Tous les philosophes s’accordent à définir Dieu comme le Tout Autre , et donc comme l’Inconnaissable. Pascal disait : « S’il y a un Dieu, il est infiniment incompréhensible, et nous ne pouvons connaître ce qu’il est ». Assurément nous pouvons seulement connaître ce qu’Il est par rapport à nous, ou plus exactement ce que nous sommes par rapport à Lui. Nous ne pouvons rien connaître de son essence. Nous pouvons seulement affirmer qu’Il existe, car sans Lui le monde serait impensable. Mais il est vrai de maintenir que « l’Inconnaissable » est le seul nom divin. S. Albert le Grand disait Dieu : « innommable ».
Nous ne pourrons connaître Dieu que s’il veut bien se faire connaître à nous, lever le voile, se « révéler », nous parler. À l’opposé de Vigny maudissant « le silence éternel de la divinité », j’ai foi en un Dieu qui m’a parlé et continue de me parler. Telle est l’affirmation la plus audacieuse et la plus certaine du chrétien.
Comment Dieu parle-t-il ? Où pouvons-nous entendre cette Parole ? La Parole de Dieu est bien différente de toute parole humaine en ce qu’elle est efficace, en ce qu’elle réalise ce qu’elle dit.

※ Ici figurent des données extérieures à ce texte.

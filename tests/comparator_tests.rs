use chrono::{NaiveDate, NaiveDateTime};
use std::cmp::Ordering;
use tsgrid::core::comparator::{TimestampComparator, ordering_sign};
use tsgrid::core::date_value::{DateValue, strip_utc_marker};
use tsgrid::core::timezone::TimezonePolicy;
use tsgrid::errors::AppError;

fn dt(y: i32, m: u32, d: u32, h: u32, min: u32, s: u32) -> NaiveDateTime {
    NaiveDate::from_ymd_opt(y, m, d)
        .unwrap()
        .and_hms_opt(h, min, s)
        .unwrap()
}

fn utc() -> TimestampComparator {
    TimestampComparator::new(TimezonePolicy::Utc)
}

fn text(s: &str) -> DateValue {
    DateValue::from(s)
}

#[test]
fn test_marker_stripped_row_compares_in_local_time() {
    let cmp = TimestampComparator::new(TimezonePolicy::Local);
    let boundary = DateValue::from(dt(2021, 3, 1, 9, 0, 0));

    let row1 = cmp.compare(&boundary, &text("2021-03-01T10:00:00Z")).unwrap();
    let row2 = cmp.compare(&boundary, &text("2021-03-01T09:00:00")).unwrap();

    assert_eq!(row1, Ordering::Greater);
    assert_eq!(ordering_sign(row1), 1);
    assert_eq!(row2, Ordering::Equal);
    assert_eq!(ordering_sign(row2), 0);
}

#[test]
fn test_cell_earlier_than_boundary_is_less() {
    let ord = utc()
        .compare(&text("2021-03-01T09:00:00"), &text("2021-03-01T08:59:59"))
        .unwrap();
    assert_eq!(ord, Ordering::Less);
    assert_eq!(ordering_sign(ord), -1);
}

#[test]
fn test_equal_iff_same_millisecond() {
    let cmp = utc();
    let boundary = text("2021-03-01T09:00:00");

    assert_eq!(
        cmp.compare(&boundary, &text("2021-03-01T09:00:00.000")).unwrap(),
        Ordering::Equal
    );
    assert_eq!(
        cmp.compare(&boundary, &text("2021-03-01 09:00:00")).unwrap(),
        Ordering::Equal
    );
    assert_eq!(
        cmp.compare(&boundary, &text("2021-03-01T09:00:00.001")).unwrap(),
        Ordering::Greater
    );
    assert_eq!(
        cmp.compare(&boundary, &text("2021-03-01T08:59:59.999")).unwrap(),
        Ordering::Less
    );
}

#[test]
fn test_reversing_operands_flips_sign() {
    let cmp = utc();
    let values = [
        "2021-03-01T09:00:00",
        "2021-03-01T09:00:00.250",
        "2020-12-31T23:59:59",
        "2021-03-01T09:00",
        "2022-06-15",
    ];

    for a in values {
        for b in values {
            let ab = cmp.compare(&text(a), &text(b)).unwrap();
            let ba = cmp.compare(&text(b), &text(a)).unwrap();
            assert_eq!(ab, ba.reverse(), "{a} vs {b}");
            assert_eq!(ordering_sign(ab), -ordering_sign(ba));
        }
    }
}

#[test]
fn test_marker_stripping_matches_stripped_form() {
    let cmp = TimestampComparator::new(TimezonePolicy::Local);
    let boundaries = [dt(2021, 3, 1, 9, 0, 0), dt(2021, 3, 1, 10, 0, 0), dt(2030, 1, 1, 0, 0, 0)];
    let cells = [
        "2021-03-01T10:00:00Z",
        "2021-03-01T09:00:00.500Z",
        "2021-03-01T09:00:00z",
        "2021-03-01T10:00Z",
    ];

    for b in boundaries {
        let boundary = DateValue::from(b);
        for c in cells {
            let stripped = strip_utc_marker(c);
            assert!(!stripped.ends_with(['Z', 'z']));
            assert_eq!(
                cmp.compare(&boundary, &text(c)).unwrap(),
                cmp.compare(&boundary, &text(stripped)).unwrap(),
                "{c}"
            );
        }
    }
}

#[test]
fn test_strip_utc_marker_only_removes_one_trailing_marker() {
    assert_eq!(strip_utc_marker("2021-03-01T10:00:00Z"), "2021-03-01T10:00:00");
    assert_eq!(strip_utc_marker("2021-03-01T10:00:00"), "2021-03-01T10:00:00");
    assert_eq!(strip_utc_marker("2021-03-01T10:00:00z "), "2021-03-01T10:00:00");
}

#[test]
fn test_cell_with_explicit_offset_is_absolute() {
    // 10:00+02:00 is 08:00 UTC
    let ord = utc()
        .compare(&text("2021-03-01T09:00:00"), &text("2021-03-01T10:00:00+02:00"))
        .unwrap();
    assert_eq!(ord, Ordering::Less);
}

#[test]
fn test_fixed_offset_policy() {
    let tz: TimezonePolicy = "+02:00".parse().unwrap();
    let cmp = TimestampComparator::new(tz);

    // 09:00 at +02:00 is 07:00 UTC
    let boundary = DateValue::from(dt(2021, 3, 1, 9, 0, 0));
    assert_eq!(
        cmp.compare(&boundary, &text("2021-03-01T07:00:00+00:00")).unwrap(),
        Ordering::Equal
    );
    // Stripped markers read in the same zone as the boundary
    assert_eq!(
        cmp.compare(&boundary, &text("2021-03-01T09:00:00Z")).unwrap(),
        Ordering::Equal
    );
}

#[test]
fn test_date_only_cell_is_midnight() {
    let ord = utc()
        .compare(&DateValue::from(dt(2021, 3, 1, 0, 0, 0)), &text("2021-03-01"))
        .unwrap();
    assert_eq!(ord, Ordering::Equal);
}

#[test]
fn test_invalid_cell_is_typed_error() {
    let err = utc()
        .compare(&text("2021-03-01T09:00:00"), &text("not a date"))
        .unwrap_err();
    assert!(matches!(err, AppError::InvalidTimestamp(ref s) if s == "not a date"));
}

#[test]
fn test_invalid_boundary_is_typed_error() {
    let err = utc()
        .compare(&text("2021-13-01T09:00:00"), &text("2021-03-01T09:00:00"))
        .unwrap_err();
    assert!(matches!(err, AppError::InvalidTimestamp(_)));

    let err = utc().compare(&text(""), &text("2021-03-01")).unwrap_err();
    assert!(matches!(err, AppError::InvalidTimestamp(_)));
}

#[test]
fn test_boundary_keeps_utc_meaning_of_marker() {
    let tz: TimezonePolicy = "+01:00".parse().unwrap();
    let cmp = TimestampComparator::new(tz);

    // Boundary 09:00Z is 10:00 at +01:00; the cell reads 10:00 at +01:00
    let ord = cmp
        .compare(&text("2021-03-01T09:00:00Z"), &text("2021-03-01T10:00:00"))
        .unwrap();
    assert_eq!(ord, Ordering::Equal);
}

#[test]
fn test_timezone_policy_parsing() {
    assert_eq!("local".parse::<TimezonePolicy>().unwrap(), TimezonePolicy::Local);
    assert_eq!("UTC".parse::<TimezonePolicy>().unwrap(), TimezonePolicy::Utc);

    let fixed: TimezonePolicy = "-0530".parse().unwrap();
    assert_eq!(fixed.to_string(), "-05:30");
    assert_eq!(fixed.to_string().parse::<TimezonePolicy>().unwrap(), fixed);

    for bad in ["", "Europe/Rome", "+2", "+24:00", "+01:60", "0200"] {
        let err = bad.parse::<TimezonePolicy>().unwrap_err();
        assert!(matches!(err, AppError::InvalidTimezone(_)), "{bad}");
    }
}

#[test]
fn test_timezone_policy_wall_clock_round_trip() {
    let naive = dt(2021, 3, 1, 9, 30, 15);
    for tz in [
        TimezonePolicy::Local,
        TimezonePolicy::Utc,
        "+09:00".parse().unwrap(),
    ] {
        let ms = tz.to_epoch_millis(&naive);
        assert_eq!(tz.to_wall_clock(ms), Some(naive), "{tz}");
    }
}

#[test]
fn test_comparator_is_deterministic() {
    let cmp = utc();
    let a = text("2021-03-01T09:00:00");
    let b = text("2021-03-01T10:00:00Z");
    let first = cmp.compare(&a, &b).unwrap();
    for _ in 0..10 {
        assert_eq!(cmp.compare(&a, &b).unwrap(), first);
    }
}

Malheureusement (ou heureusement !) nos paroles ne changent pas le cours des choses. Il en est tout autrement de la Parole de Dieu dont la Bible nous dit : « Dixit, et facta sunt. » Dieu va donc nous parler par des actes, par des faits, par des événements.
La création est la première parole de Dieu, une parole éternelle de Dieu. « Le monde est un signe par lequel Dieu nous fait signe. À travers l’univers, Dieu même se révèle et transparaît ». Mais surtout Dieu a parlé historiquement. Dieu est intervenu dans les événements de l’histoire humaine. Il a joué un rôle d’acteur, d’agent, dans l’histoire d’Israël, jusqu’au jour où la Parole même de Dieu a pris chair en Jésus de Nazareth, et où nous avons entendu de nos oreilles, vu de nos yeux, palpé de nos mains la Parole de vie.
Que le lecteur pressé saute la suite de ce chapitre et qu’il arrive directement au chapitre suivant où il rencontrera Dieu en Jésus-Christ. Mais, un jour ou l’autre, il lui faudra reprendre ce long itinéraire par lequel Dieu a voulu se faire connaître peu à peu aux hommes, avec tous les délais d’une sage pédagogie, afin de nous apprendre, les unes après les autres, les attitudes que nous devions avoir à son égard. Pendant dix-huit siècles nous allons assister – inséparablement – à cette initiative de Dieu et à cette recherche de l’homme. Que ce ne soit pas là une interprétation arbitraire et imaginaire de cette « histoire sainte » de dix-huit siècles, nous ne pouvons ici en donner qu’une preuve, mais elle seule suffit : « L’historien reçoit de la Bible une impression extraordinaire : ce contraste entre l’humilité des débuts d’Israël et la puissance des germes, il faudrait dire des explosifs dont il est porteur ; cette forme toute concrète et d’abord enveloppée des plus hautes croyances ; puis ce développement majestueux, cette marche assurée quoiqu’obscure vers quelque chose d’immense et d’imprévisible : nulle part il n’en retrouve même l’équivalent lointain ». Mais nous ne nous soucions pas de faire de l’apologétique. Nous voudrions seulement retracer les étapes d’une découverte, pour la refaire à notre tour.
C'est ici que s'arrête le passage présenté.